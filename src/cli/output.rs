//! Output formatting for multiple formats
//!
//! JSON and YAML render the serde form of the model. The human format is a
//! compact tree per project meant for reading in a terminal.

use anyhow::{bail, Context, Result};
use serde::Serialize;

use crate::config::WtpgenConfig;
use crate::deploy::{ClasspathEntry, DeploymentPolicy, DeploymentTable, OriginKind};
use crate::output::schema::{ProjectModel, SyncReport};

const RULE: &str = "\u{2501}\u{2501}\u{2501}\u{2501}\u{2501}\u{2501}\u{2501}\u{2501}\u{2501}\u{2501}\u{2501}\u{2501}\u{2501}\u{2501}\u{2501}\u{2501}\u{2501}\u{2501}\u{2501}\u{2501}\u{2501}\u{2501}\u{2501}\u{2501}";

#[derive(Debug, Clone, Copy, PartialEq, Eq)]
pub enum OutputFormat {
    Json,
    Yaml,
    /// Only supported for decision tables
    Toml,
    Human,
}

pub struct OutputFormatter {
    format: OutputFormat,
}

impl OutputFormatter {
    pub fn new(format: OutputFormat) -> Self {
        Self { format }
    }

    pub fn format_report(&self, report: &SyncReport) -> Result<String> {
        match self.format {
            OutputFormat::Json => to_json(report),
            OutputFormat::Yaml => to_yaml(report),
            OutputFormat::Toml => bail!("TOML output is only available for decision tables"),
            OutputFormat::Human => Ok(self.format_report_human(report)),
        }
    }

    pub fn format_model(&self, model: &ProjectModel) -> Result<String> {
        match self.format {
            OutputFormat::Json => to_json(model),
            OutputFormat::Yaml => to_yaml(model),
            OutputFormat::Toml => bail!("TOML output is only available for decision tables"),
            OutputFormat::Human => Ok(self.format_model_human(model)),
        }
    }

    pub fn format_policy(&self, table: &DeploymentTable) -> Result<String> {
        match self.format {
            OutputFormat::Json => to_json(&table.rules()),
            OutputFormat::Yaml => to_yaml(&table.rules()),
            OutputFormat::Toml => table
                .to_toml_string()
                .context("Failed to serialize decision table to TOML"),
            OutputFormat::Human => Ok(self.format_policy_human(table)),
        }
    }

    pub fn format_config(&self, config: &WtpgenConfig) -> Result<String> {
        match self.format {
            OutputFormat::Json => to_json(&config.to_display_map()),
            OutputFormat::Yaml => to_yaml(&config.to_display_map()),
            OutputFormat::Toml => bail!("TOML output is only available for decision tables"),
            OutputFormat::Human => Ok(config.to_string()),
        }
    }

    fn format_report_human(&self, report: &SyncReport) -> String {
        let mut output = String::new();

        for model in report.models.values() {
            output.push_str(&self.format_model_human(model));
            output.push('\n');
        }

        if !report.failures.is_empty() {
            output.push_str("\u{26A0} Failed projects\n");
            output.push_str(RULE);
            output.push('\n');
            for (project, error) in &report.failures {
                output.push_str(&format!("{}: {}\n", project, error));
            }
        }

        output
    }

    fn format_model_human(&self, model: &ProjectModel) -> String {
        let mut output = String::new();

        let kind = model
            .kind
            .map(|k| k.to_string())
            .unwrap_or_else(|| "unrecognized".to_string());
        output.push_str(&format!("\u{2713} {} ({})\n", model.project, kind));
        output.push_str(RULE);
        output.push('\n');
        output.push_str(&format!("Deploy name:  {}\n\n", model.deploy_name));

        output.push_str("Classpath:\n");
        if model.classpath.is_empty() {
            output.push_str("\u{2514}\u{2500} (none)\n");
        }
        for (i, entry) in model.classpath.iter().enumerate() {
            let connector = tree_connector(i, model.classpath.len());
            output.push_str(&format!("{}\u{2500} {}\n", connector, classpath_line(entry)));
        }
        output.push('\n');

        if let Some(component) = &model.component {
            output.push_str("Component:\n");
            let mut lines: Vec<String> = component
                .resources
                .iter()
                .map(|r| format!("resource {} -> {}", r.source_root, r.deployed_at))
                .collect();
            lines.extend(
                component
                    .modules
                    .iter()
                    .map(|m| format!("module {} -> {}", m.reference.handle(), m.deployed_at)),
            );
            lines.extend(
                component
                    .properties
                    .iter()
                    .map(|p| format!("property {} = {}", p.name, p.value)),
            );
            for (i, line) in lines.iter().enumerate() {
                output.push_str(&format!("{}\u{2500} {}\n", tree_connector(i, lines.len()), line));
            }
            output.push('\n');
        }

        if !model.facets.is_empty() {
            let fixed: Vec<&str> = model.facets.fixed.iter().map(|f| f.id()).collect();
            let installed: Vec<String> = model
                .facets
                .installed
                .iter()
                .map(|f| format!("{} {}", f.id, f.version))
                .collect();
            output.push_str("Facets:\n");
            output.push_str(&format!("\u{251C}\u{2500} fixed:      {}\n", fixed.join(", ")));
            output.push_str(&format!(
                "\u{2514}\u{2500} installed:  {}\n",
                installed.join(", ")
            ));
        }

        output
    }

    fn format_policy_human(&self, table: &DeploymentTable) -> String {
        let mut output = format!("Deployment policy: {}\n{}\n", table.name(), RULE);
        for rule in table.rules() {
            let location = match &rule.module {
                Some(path) => format!("module at {}", path),
                None => "classpath".to_string(),
            };
            output.push_str(&format!(
                "{:<16} {:<9} {:<9} {}\n",
                rule.kind.to_string(),
                rule.scope.to_string(),
                rule.attribute.to_string(),
                location
            ));
        }
        output
    }
}

fn to_json<T: Serialize + ?Sized>(value: &T) -> Result<String> {
    serde_json::to_string_pretty(value).context("Failed to serialize output to JSON")
}

fn to_yaml<T: Serialize + ?Sized>(value: &T) -> Result<String> {
    serde_yaml::to_string(value).context("Failed to serialize output to YAML")
}

fn tree_connector(index: usize, len: usize) -> &'static str {
    if index + 1 == len {
        "\u{2514}"
    } else {
        "\u{251C}"
    }
}

fn classpath_line(entry: &ClasspathEntry) -> String {
    let origin = match entry.origin_kind {
        OriginKind::Lib => "lib",
        OriginKind::Project => "project",
    };
    let mut line = format!("{} [{}, {}]", entry.entry_id, origin, entry.scope);
    if let Some(attribute) = entry.deployment_attribute {
        line.push_str(&format!(" {}", attribute));
    }
    line
}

**Work item**
Please write out the records above once more, exactly and completely.

**Task output**
filename src/cli/output.rs
//! Output formatting for multiple formats
//!
//! JSON and YAML render the serde form of the model. The human format is a
//! compact tree per project meant for reading in a terminal.

use anyhow::{bail, Context, Result};
use serde::Serialize;

use crate::config::WtpgenConfig;
use crate::deploy::{ClasspathEntry, DeploymentPolicy, DeploymentTable, OriginKind};
use crate::output::schema::{ProjectModel, SyncReport};

const RULE: &str = "\u{2501}\u{2501}\u{2501}\u{2501}\u{2501}\u{2501}\u{2501}\u{2501}\u{2501}\u{2501}\u{2501}\u{2501}\u{2501}\u{2501}\u{2501}\u{2501}\u{2501}\u{2501}\u{2501}\u{2501}\u{2501}\u{2501}\u{2501}\u{2501}";

#[derive(Debug, Clone, Copy, PartialEq, Eq)]
pub enum OutputFormat {
    Json,
    Yaml,
    /// Only supported for decision tables
    Toml,
    Human,
}

pub struct OutputFormatter {
    format: OutputFormat,
}

impl OutputFormatter {
    pub fn new(format: OutputFormat) -> Self {
        Self { format }
    }

    pub fn format_report(&self, report: &SyncReport) -> Result<String> {
        match self.format {
            OutputFormat::Json => to_json(report),
            OutputFormat::Yaml => to_yaml(report),
            OutputFormat::Toml => bail!("TOML output is only available for decision tables"),
            OutputFormat::Human => Ok(self.format_report_human(report)),
        }
    }

    pub fn format_model(&self, model: &ProjectModel) -> Result<String> {
        match self.format {
            OutputFormat::Json => to_json(model),
            OutputFormat::Yaml => to_yaml(model),
            OutputFormat::Toml => bail!("TOML output is only available for decision tables"),
            OutputFormat::Human => Ok(self.format_model_human(model)),
        }
    }

    pub fn format_policy(&self, table: &DeploymentTable) -> Result<String> {
        match self.format {
            OutputFormat::Json => to_json(&table.rules()),
            OutputFormat::Yaml => to_yaml(&table.rules()),
            OutputFormat::Toml => table
                .to_toml_string()
                .context("Failed to serialize decision table to TOML"),
            OutputFormat::Human => Ok(self.format_policy_human(table)),
        }
    }

    pub fn format_config(&self, config: &WtpgenConfig) -> Result<String> {
        match self.format {
            OutputFormat::Json => to_json(&config.to_display_map()),
            OutputFormat::Yaml => to_yaml(&config.to_display_map()),
            OutputFormat::Toml => bail!("TOML output is only available for decision tables"),
            OutputFormat::Human => Ok(config.to_string()),
        }
    }

    fn format_report_human(&self, report: &SyncReport) -> String {
        let mut output = String::new();

        for model in report.models.values() {
            output.push_str(&self.format_model_human(model));
            output.push('\n');
        }

        if !report.failures.is_empty() {
            output.push_str("\u{26A0} Failed projects\n");
            output.push_str(RULE);
            output.push('\n');
            for (project, error) in &report.failures {
                output.push_str(&format!("{}: {}\n", project, error));
            }
        }

        output
    }

    fn format_model_human(&self, model: &ProjectModel) -> String {
        let mut output = String::new();

        let kind = model
            .kind
            .map(|k| k.to_string())
            .unwrap_or_else(|| "unrecognized".to_string());
        output.push_str(&format!("\u{2713} {} ({})\n", model.project, kind));
        output.push_str(RULE);
        output.push('\n');
        output.push_str(&format!("Deploy name:  {}\n\n", model.deploy_name));

        output.push_str("Classpath:\n");
        if model.classpath.is_empty() {
            output.push_str("\u{2514}\u{2500} (none)\n");
        }
        for (i, entry) in model.classpath.iter().enumerate() {
            let connector = tree_connector(i, model.classpath.len());
            output.push_str(&format!("{}\u{2500} {}\n", connector, classpath_line(entry)));
        }
        output.push('\n');

        if let Some(component) = &model.component {
            output.push_str("Component:\n");
            let mut lines: Vec<String> = component
                .resources
                .iter()
                .map(|r| format!("resource {} -> {}", r.source_root, r.deployed_at))
                .collect();
            lines.extend(
                component
                    .modules
                    .iter()
                    .map(|m| format!("module {} -> {}", m.reference.handle(), m.deployed_at)),
            );
            lines.extend(
                component
                    .properties
                    .iter()
                    .map(|p| format!("property {} = {}", p.name, p.value)),
            );
            for (i, line) in lines.iter().enumerate() {
                output.push_str(&format!("{}\u{2500} {}\n", tree_connector(i, lines.len()), line));
            }
            output.push('\n');
        }

        if !model.facets.is_empty() {
            let fixed: Vec<&str> = model.facets.fixed.iter().map(|f| f.id()).collect();
            let installed: Vec<String> = model
                .facets
                .installed
                .iter()
                .map(|f| format!("{} {}", f.id, f.version))
                .collect();
            output.push_str("Facets:\n");
            output.push_str(&format!("\u{251C}\u{2500} fixed:      {}\n", fixed.join(", ")));
            output.push_str(&format!(
                "\u{2514}\u{2500} installed:  {}\n",
                installed.join(", ")
            ));
        }

        output
    }

    fn format_policy_human(&self, table: &DeploymentTable) -> String {
        let mut output = format!("Deployment policy: {}\n{}\n", table.name(), RULE);
        for rule in table.rules() {
            let location = match &rule.module {
                Some(path) => format!("module at {}", path),
                None => "classpath".to_string(),
            };
            output.push_str(&format!(
                "{:<16} {:<9} {:<9} {}\n",
                rule.kind.to_string(),
                rule.scope.to_string(),
                rule.attribute.to_string(),
                location
            ));
        }
        output
    }
}

fn to_json<T: Serialize + ?Sized>(value: &T) -> Result<String> {
    serde_json::to_string_pretty(value).context("Failed to serialize output to JSON")
}

fn to_yaml<T: Serialize + ?Sized>(value: &T) -> Result<String> {
    serde_yaml::to_string(value).context("Failed to serialize output to YAML")
}

fn tree_connector(index: usize, len: usize) -> &'static str {
    if index + 1 == len {
        "\u{2514}"
    } else {
        "\u{251C}"
    }
}

fn classpath_line(entry: &ClasspathEntry) -> String {
    let origin = match entry.origin_kind {
        OriginKind::Lib => "lib",
        OriginKind::Project => "project",
    };
    let mut line = format!("{} [{}, {}]", entry.entry_id, origin, entry.scope);
    if let Some(attribute) = entry.deployment_attribute {
        line.push_str(&format!(" {}", attribute));
    }
    line
}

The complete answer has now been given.